А слухи, что шофер признался в лжесвидетельстве, все ширились. В ресторанчике "Гайсгартен" часто бывал некий Зёльхмайер, неулыбчивый ученик наборщика из типографии Гшвендтнера. Управляющий типографией невзлюбил его, всячески придирался к нему и как мог изводил. Зёльхмайер перенес свою нелюбовь к управляющему на газету Кутцнера, которую набирал. Относился к ней все более критически, и когда его в конце концов выгнали из типографии, он перебрался в "Хундскугель", где по-прежнему собиралась "Красная семерка". Точнее, "Красная семерка" возродилась, но теперь уже под другим названием. Она крепла и процветала. Кругом царили инфляция, нужда, вот почему, несмотря на кровавые расправы после уничтожения Баварской советской республики и несмотря на все правительственные меры, ряды коммунистов непрерывно пополнялись.

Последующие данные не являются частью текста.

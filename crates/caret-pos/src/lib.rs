//! Caret POS
//!
//! Validation for the point-of-sale screens: per-line cart checks before an
//! item is added, and whole-sale checks before a sale is finalized. Errors
//! are plain strings for the caller to display; nothing here touches
//! presentation.

pub mod cart;
pub mod sale;

pub use cart::{cart_quantity_field, leading_int, validate_cart_item};
pub use sale::{validate_sale, SaleItem};
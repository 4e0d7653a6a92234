// File: src/markup.rs
// Purpose: Maud rendering of fields with their validation decorations

use maud::{html, Markup};

use crate::presentation::{FieldState, PresentationState};
use crate::schema::{ControlKind, FieldSchema, FormSchema};
use crate::values::FormValues;

/// Render one field: label, the control carrying its state class, and the
/// sibling feedback element
///
/// The feedback element appears once a failure message exists and stays in
/// the tree afterwards; visibility is toggled through its style, so a later
/// valid pass hides the text without dropping the node.
pub fn render_field(
    field: &FieldSchema,
    values: &FormValues,
    display: &PresentationState,
) -> Markup {
    let value = values.get(&field.name).unwrap_or("");
    let class = control_class(display.state_of(&field.name));

    html! {
        @if let Some(label) = &field.label {
            label { (label) }
        }
        @match field.control {
            ControlKind::TextArea => {
                textarea name=(field.name) class=(class) { (value) }
            }
            ControlKind::Select => {
                select name=(field.name) class=(class) {}
            }
            _ => {
                input type=(field.control.type_attr()) name=(field.name) value=(value) class=(class);
            }
        }
        @if let Some(message) = display.message_text(&field.name) {
            @if display.visible_message(&field.name).is_some() {
                span class="validation-message invalid-feedback" style="display: block" { (message) }
            } @else {
                span class="validation-message invalid-feedback" style="display: none" { (message) }
            }
        }
    }
}

/// Render a whole form's fields in declaration order
pub fn render_form(schema: &FormSchema, values: &FormValues, display: &PresentationState) -> Markup {
    html! {
        form id=(schema.id) novalidate {
            @for field in &schema.fields {
                div class="form-group" {
                    (render_field(field, values, display))
                }
            }
        }
    }
}

fn control_class(state: FieldState) -> String {
    match state {
        FieldState::Untouched => "form-control".to_string(),
        _ => format!("form-control {}", state.css_class()),
    }
}

#[cfg(test)]
mod tests {
    use super::*;
    use crate::constraints::FieldConstraints;
    use crate::presentation::FieldPresentation;
    use crate::validator::FormValidator;

    fn quantity_schema() -> FormSchema {
        FormSchema::new("cart-form").field(
            FieldSchema::new("quantity")
                .with_label("Quantity")
                .with_control(ControlKind::Number)
                .with_constraints(FieldConstraints::new().required().positive_integer()),
        )
    }

    #[test]
    fn test_untouched_field_has_no_marker() {
        let schema = quantity_schema();
        let rendered =
            render_field(&schema.fields[0], &FormValues::new(), &PresentationState::new())
                .into_string();

        assert!(rendered.contains(r#"class="form-control""#));
        assert!(!rendered.contains("is-invalid"));
        assert!(!rendered.contains("validation-message"));
        assert!(rendered.contains(r#"type="number""#));
        assert!(rendered.contains("Quantity"));
    }

    #[test]
    fn test_invalid_field_shows_feedback() {
        let schema = quantity_schema();
        let mut validator = FormValidator::new(schema.clone());
        let mut display = PresentationState::new();
        let values = FormValues::new();

        validator.evaluate_field("quantity", &values, &mut display);
        let rendered = render_field(&schema.fields[0], &values, &display).into_string();

        assert!(rendered.contains("form-control is-invalid"));
        assert!(rendered.contains("validation-message invalid-feedback"));
        assert!(rendered.contains("display: block"));
        assert!(rendered.contains("This field is required"));
    }

    #[test]
    fn test_recovered_field_keeps_hidden_feedback() {
        let schema = quantity_schema();
        let mut validator = FormValidator::new(schema.clone());
        let mut display = PresentationState::new();
        let mut values = FormValues::new();

        validator.evaluate_field("quantity", &values, &mut display);
        values.set("quantity", "3");
        validator.evaluate_field("quantity", &values, &mut display);

        let rendered = render_field(&schema.fields[0], &values, &display).into_string();

        assert!(rendered.contains("form-control is-valid"));
        // The feedback node survives, hidden, with its old text
        assert!(rendered.contains("display: none"));
        assert!(rendered.contains("This field is required"));
        assert!(rendered.contains(r#"value="3""#));
    }

    #[test]
    fn test_cleared_field_hides_feedback() {
        let schema = quantity_schema();
        let mut display = PresentationState::new();
        display.mark_invalid("quantity", "Must be a positive integer");
        display.clear("quantity");

        let rendered =
            render_field(&schema.fields[0], &FormValues::new(), &display).into_string();

        assert!(rendered.contains(r#"class="form-control""#));
        assert!(!rendered.contains("is-invalid"));
        assert!(rendered.contains("display: none"));
    }

    #[test]
    fn test_textarea_and_select_render_as_containers() {
        let notes = FieldSchema::new("notes").with_control(ControlKind::TextArea);
        let status = FieldSchema::new("status").with_control(ControlKind::Select);
        let mut values = FormValues::new();
        values.set("notes", "on hold");

        let display = PresentationState::new();
        let notes_html = render_field(&notes, &values, &display).into_string();
        let status_html = render_field(&status, &values, &display).into_string();

        assert!(notes_html.contains("<textarea"));
        assert!(notes_html.contains("on hold"));
        assert!(status_html.contains("<select"));
    }

    #[test]
    fn test_render_form_wraps_fields() {
        let schema = FormSchema::new("login-form")
            .field(FieldSchema::new("username").with_label("Username"))
            .field(FieldSchema::new("password").with_control(ControlKind::Password));

        let rendered =
            render_form(&schema, &FormValues::new(), &PresentationState::new()).into_string();

        assert!(rendered.contains(r#"<form id="login-form" novalidate>"#));
        assert!(rendered.contains(r#"class="form-group""#));
        assert!(rendered.contains(r#"name="username""#));
        assert!(rendered.contains(r#"type="password""#));
    }
}
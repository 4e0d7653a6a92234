//! Example: Login Form Flow
//!
//! This example shows how to:
//! 1. Register the login schema in a catalog and bind a validator
//! 2. Drive blur/input events and read back field decorations
//! 3. Run the submission gate with its alert and duplicate-submit guard
//!
//! Run: cargo run --example login_flow

use caret::{
    login_form, AlertCenter, FormCatalog, FormValidator, FormValues, PresentationState,
    SubmitGate, SubmitGuard, SubmitOutcome, LOGIN_FORM_ID,
};

#[tokio::main]
async fn main() {
    tracing_subscriber::fmt::init();

    let mut catalog = FormCatalog::new();
    catalog.register(login_form());

    let validator = FormValidator::bind(&catalog, LOGIN_FORM_ID);
    let mut gate = SubmitGate::new(validator, AlertCenter::new(), SubmitGuard::new());
    let mut display = PresentationState::new();
    let mut values = FormValues::new();

    println!("Submitting an empty login form...");
    let outcome = gate.submit(&values, &mut display);
    println!("  outcome: {:?}", outcome);
    for field in ["username", "password"] {
        if let Some(message) = display.visible_message(field) {
            println!("  {}: {}", field, message);
        }
    }
    if let Some(alert) = gate.alerts().current() {
        println!("  alert: {} ({})", alert.message, alert.kind);
    }

    println!("\nFilling in credentials...");
    values.set("username", "admin");
    values.set("password", "correct horse battery staple");

    let outcome = gate.submit(&values, &mut display);
    println!("  outcome: {:?}", outcome);
    println!("  submit locked: {}", gate.guard().is_locked());

    // A second click while the request is in flight goes nowhere
    let repeat = gate.submit(&values, &mut display);
    assert_eq!(repeat, SubmitOutcome::Suppressed);
    println!("  repeat activation: {:?}", repeat);

    gate.finish();
    println!("  after finish, locked: {}", gate.guard().is_locked());
}
// File: src/values.rs
// Purpose: Current field values of a form, keyed by field name

use serde_json::Value as JsonValue;
use std::collections::HashMap;

/// Current values of a form's fields
///
/// Values are stored exactly as entered; trimming happens when a field is
/// evaluated, the same way a browser control hands its raw contents over.
#[derive(Debug, Clone, Default)]
pub struct FormValues {
    fields: HashMap<String, String>,
}

impl FormValues {
    /// Create empty form values
    pub fn new() -> Self {
        Self {
            fields: HashMap::new(),
        }
    }

    /// Create from a field map, preserving values verbatim
    pub fn from_fields(fields: HashMap<String, String>) -> Self {
        Self { fields }
    }

    /// Create from JSON; non-string values are rendered with their JSON form
    pub fn from_json(json: &JsonValue) -> Self {
        let mut fields = HashMap::new();

        if let JsonValue::Object(map) = json {
            for (key, value) in map {
                if let Some(s) = value.as_str() {
                    fields.insert(key.clone(), s.to_string());
                } else {
                    fields.insert(key.clone(), value.to_string());
                }
            }
        }

        Self { fields }
    }

    /// Set a field value, replacing any earlier one
    pub fn set(&mut self, name: impl Into<String>, value: impl Into<String>) {
        self.fields.insert(name.into(), value.into());
    }

    /// Get a field value
    pub fn get(&self, name: &str) -> Option<&str> {
        self.fields.get(name).map(String::as_str)
    }

    /// Get a field value parsed as a specific type
    pub fn get_as<T: std::str::FromStr>(&self, name: &str) -> Option<T> {
        self.fields.get(name)?.trim().parse().ok()
    }

    /// Check if a field exists
    pub fn has(&self, name: &str) -> bool {
        self.fields.contains_key(name)
    }

    /// Get all field names
    pub fn keys(&self) -> Vec<&String> {
        self.fields.keys().collect()
    }

    /// Get as HashMap
    pub fn as_map(&self) -> &HashMap<String, String> {
        &self.fields
    }

    /// Check if no fields are present
    pub fn is_empty(&self) -> bool {
        self.fields.is_empty()
    }
}

#[cfg(test)]
mod tests {
    use super::*;

    #[test]
    fn test_values_are_stored_verbatim() {
        let mut values = FormValues::new();
        values.set("name", "  John  ");

        // No trimming on the way in; evaluation trims
        assert_eq!(values.get("name"), Some("  John  "));
    }

    #[test]
    fn test_set_replaces() {
        let mut values = FormValues::new();
        values.set("quantity", "3");
        values.set("quantity", "5");
        assert_eq!(values.get("quantity"), Some("5"));
    }

    #[test]
    fn test_from_json() {
        let json = serde_json::json!({
            "name": "Alice",
            "age": 30,
            "active": true
        });

        let values = FormValues::from_json(&json);

        assert_eq!(values.get("name"), Some("Alice"));
        assert_eq!(values.get("age"), Some("30"));
        assert_eq!(values.get("active"), Some("true"));
    }

    #[test]
    fn test_get_as_types() {
        let mut values = FormValues::new();
        values.set("age", " 30 ");
        values.set("score", "95.5");
        values.set("name", "John");

        assert_eq!(values.get_as::<i32>("age"), Some(30));
        assert_eq!(values.get_as::<f64>("score"), Some(95.5));
        assert_eq!(values.get_as::<i32>("name"), None);
    }

    #[test]
    fn test_keys_and_has() {
        let mut values = FormValues::new();
        assert!(values.is_empty());

        values.set("username", "admin");
        values.set("password", "secret");

        assert!(values.has("username"));
        assert!(!values.has("token"));
        assert_eq!(values.keys().len(), 2);
    }
}
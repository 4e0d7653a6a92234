// File: src/validator.rs
// Purpose: Stateful per-form validator driving the error map and presentation

use std::collections::HashMap;

use crate::presentation::FieldPresentation;
use crate::schema::{FormCatalog, FormSchema};
use crate::values::FormValues;

/// Validates one form against its schema and tracks the error map
///
/// The error map holds at most one message per field: the first failing
/// rule in priority order wins. An entry is removed the moment its field
/// evaluates clean. An entry goes stale, not removed, when the value
/// changes without a re-evaluation; `notify_input` touches presentation
/// only, the map catches up on the next blur or full pass.
#[derive(Debug)]
pub struct FormValidator {
    schema: Option<FormSchema>,
    errors: HashMap<String, String>,
    form_valid: bool,
}

impl FormValidator {
    /// Bind directly to a schema
    pub fn new(schema: FormSchema) -> Self {
        Self {
            schema: Some(schema),
            errors: HashMap::new(),
            form_valid: true,
        }
    }

    /// Look the form up in a catalog
    ///
    /// An unknown id is reported once and leaves the validator inert: every
    /// later call is a guarded no-op, evaluations report failure, and
    /// presentation is never touched.
    pub fn bind(catalog: &FormCatalog, form_id: &str) -> Self {
        match catalog.get(form_id) {
            Some(schema) => Self::new(schema.clone()),
            None => {
                tracing::error!("Form '{}' not found; validator left inert", form_id);
                Self {
                    schema: None,
                    errors: HashMap::new(),
                    form_valid: false,
                }
            }
        }
    }

    /// Whether a schema is bound
    pub fn is_bound(&self) -> bool {
        self.schema.is_some()
    }

    /// Evaluate one field now (the blur trigger)
    ///
    /// Runs the field's rule chain over the trimmed value, stops at the
    /// first failure, updates the error map and the presentation. Returns
    /// whether the field passed.
    pub fn evaluate_field(
        &mut self,
        name: &str,
        values: &FormValues,
        presentation: &mut dyn FieldPresentation,
    ) -> bool {
        let Some(schema) = &self.schema else {
            return false;
        };
        let Some(field) = schema.get(name) else {
            // Not declared by this form; nothing to check
            self.errors.remove(name);
            return true;
        };

        let raw = values.get(name).unwrap_or("");
        let value = raw.trim();

        let failure = field
            .rule_chain()
            .into_iter()
            .find(|rule| !(rule.skips_empty() && value.is_empty()) && !rule.check(value));

        match failure {
            Some(rule) => {
                let message = rule.message();
                tracing::debug!("Field '{}' failed validation: {}", name, message);
                self.errors.insert(name.to_string(), message.clone());
                presentation.mark_invalid(name, &message);
                false
            }
            None => {
                self.errors.remove(name);
                presentation.mark_valid(name);
                true
            }
        }
    }

    /// The input trigger: presentation returns to untouched
    ///
    /// The error map entry, if any, stays until the next evaluation.
    pub fn notify_input(&self, name: &str, presentation: &mut dyn FieldPresentation) {
        if self.schema.is_none() {
            return;
        }
        presentation.clear(name);
    }

    /// Evaluate every declared field (the pre-submission gate)
    ///
    /// Clears the error map first so the outcome reflects only this pass,
    /// then evaluates fields in declaration order and records the aggregate
    /// result.
    pub fn validate_all(
        &mut self,
        values: &FormValues,
        presentation: &mut dyn FieldPresentation,
    ) -> bool {
        let names: Vec<String> = match &self.schema {
            Some(schema) => schema.fields.iter().map(|field| field.name.clone()).collect(),
            None => return false,
        };

        self.errors.clear();

        let mut all_valid = true;
        for name in &names {
            if !self.evaluate_field(name, values, presentation) {
                all_valid = false;
            }
        }

        self.form_valid = all_valid;
        all_valid
    }

    /// Outcome of the last full-form pass
    ///
    /// Per-field evaluations do not move this; only `validate_all` does.
    pub fn is_valid(&self) -> bool {
        self.form_valid
    }

    /// The error map as of the last evaluation
    pub fn errors(&self) -> &HashMap<String, String> {
        &self.errors
    }

    /// Get the recorded error for a field
    pub fn error_for(&self, name: &str) -> Option<&str> {
        self.errors.get(name).map(String::as_str)
    }

    /// Check if any field has a recorded error
    pub fn has_errors(&self) -> bool {
        !self.errors.is_empty()
    }

    /// Restore a pristine form: empty error map, every field's presentation
    /// cleared, no rules run
    ///
    /// Safe to call repeatedly; a second reset is a no-op.
    pub fn reset(&mut self, presentation: &mut dyn FieldPresentation) {
        let Some(schema) = &self.schema else {
            return;
        };
        self.errors.clear();
        self.form_valid = true;
        for field in &schema.fields {
            presentation.clear(&field.name);
        }
    }

    /// Whether pressing Enter in this field is swallowed instead of
    /// submitting the form
    pub fn suppress_enter(&self, name: &str) -> bool {
        self.schema
            .as_ref()
            .and_then(|schema| schema.get(name))
            .map(|field| field.control.suppress_enter())
            .unwrap_or(false)
    }
}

Самым уважаемым человеком в "Красной семерке" был электромонтер Бенно Лехнер с "Баварских автомобильных заводов", хотя в партии он никакого официального поста не занимал. Молодой, красивый, с открытым загорелым лицом и щегольскими усиками, он никогда не повышал голоса, не грозил зря, как другие. Ему совсем недавно исполнилось двадцать лет, он был типичным верхнебаварцем и, однако, всегда оставался спокойным, рассудительным, серьезным. Недавняя гнусная история с игрой на рояле в "Красной семерке" и пребывание в каторжной тюрьме, куда Лехнера упек чрезвычайный суд, не превратили его в злобного брюзгу. В тюрьме у него было время поразмыслить над несправедливостью, царящей в мире, он прочитал немало книг, стал серьезным, вдумчивым. Если он угодил в тюрьму лишь за одно желание научиться играть на рояле, то виноваты в этом не отдельные люди, а прежде всего социальный строй. И тут бесполезно шуметь, стучать по столу кулаком. Он редко высказывал свое мнение в "Хундскугеле", но если уж начинал говорить, то все прислушивались к его словам. Многие считали, что если мюнхенским коммунистам и удавалось организовать что-либо путное, то это благодаря молодому Бенно Лехнеру.
К нему с собачьей преданностью привязался ученик наборщика Зёльхмайер. Он-то и рассказал Лехнеру про разговоры в ресторанчике "Гайсгартен" о ложной присяге шофера Ратценбергера. Бенно Лехнер весь обратился в слух. Он дружил с Каспаром Преклем, знал, что такое тюрьма, и был рад возможности помочь Мартину Крюгеру, другу Прекля. Вместе с товарищем Зёльхмайером он немедля отправился к вдове Кресценции Ратценбергер.
Вдова Кресценция, раз уж сам усопший Франц Ксавер послал к ней двух этих людей, дабы они прямо сказали ей, что его тогдашние показания были ложными, облегченно вздохнула. Испытывая священный трепет перед лицом этого нового знамения, она вновь обрела силы, чтобы сбросить с себя тяжкое бремя. Бенно Лехнеру не пришлось долго объяснять вдове, что по вине шофера Ратценбергера в тюрьме томится невинный человек и что ее долг помочь живому, восстановив истину. Вдова Кресценция разрыдалась и сказала, что да, господа сказали сущую правду - покойный Франц Ксавер и ей самой не раз говорил, что дал на суде ложную присягу. К несчастью, в эту минуту, прежде чем они успели получить от вдовы Кресценции письменное подтверждение, нагрянул молодой Людвиг Ратценбергер. Он поднял шум и полез в драку, в которой откусил Зёльхмайеру мочку уха.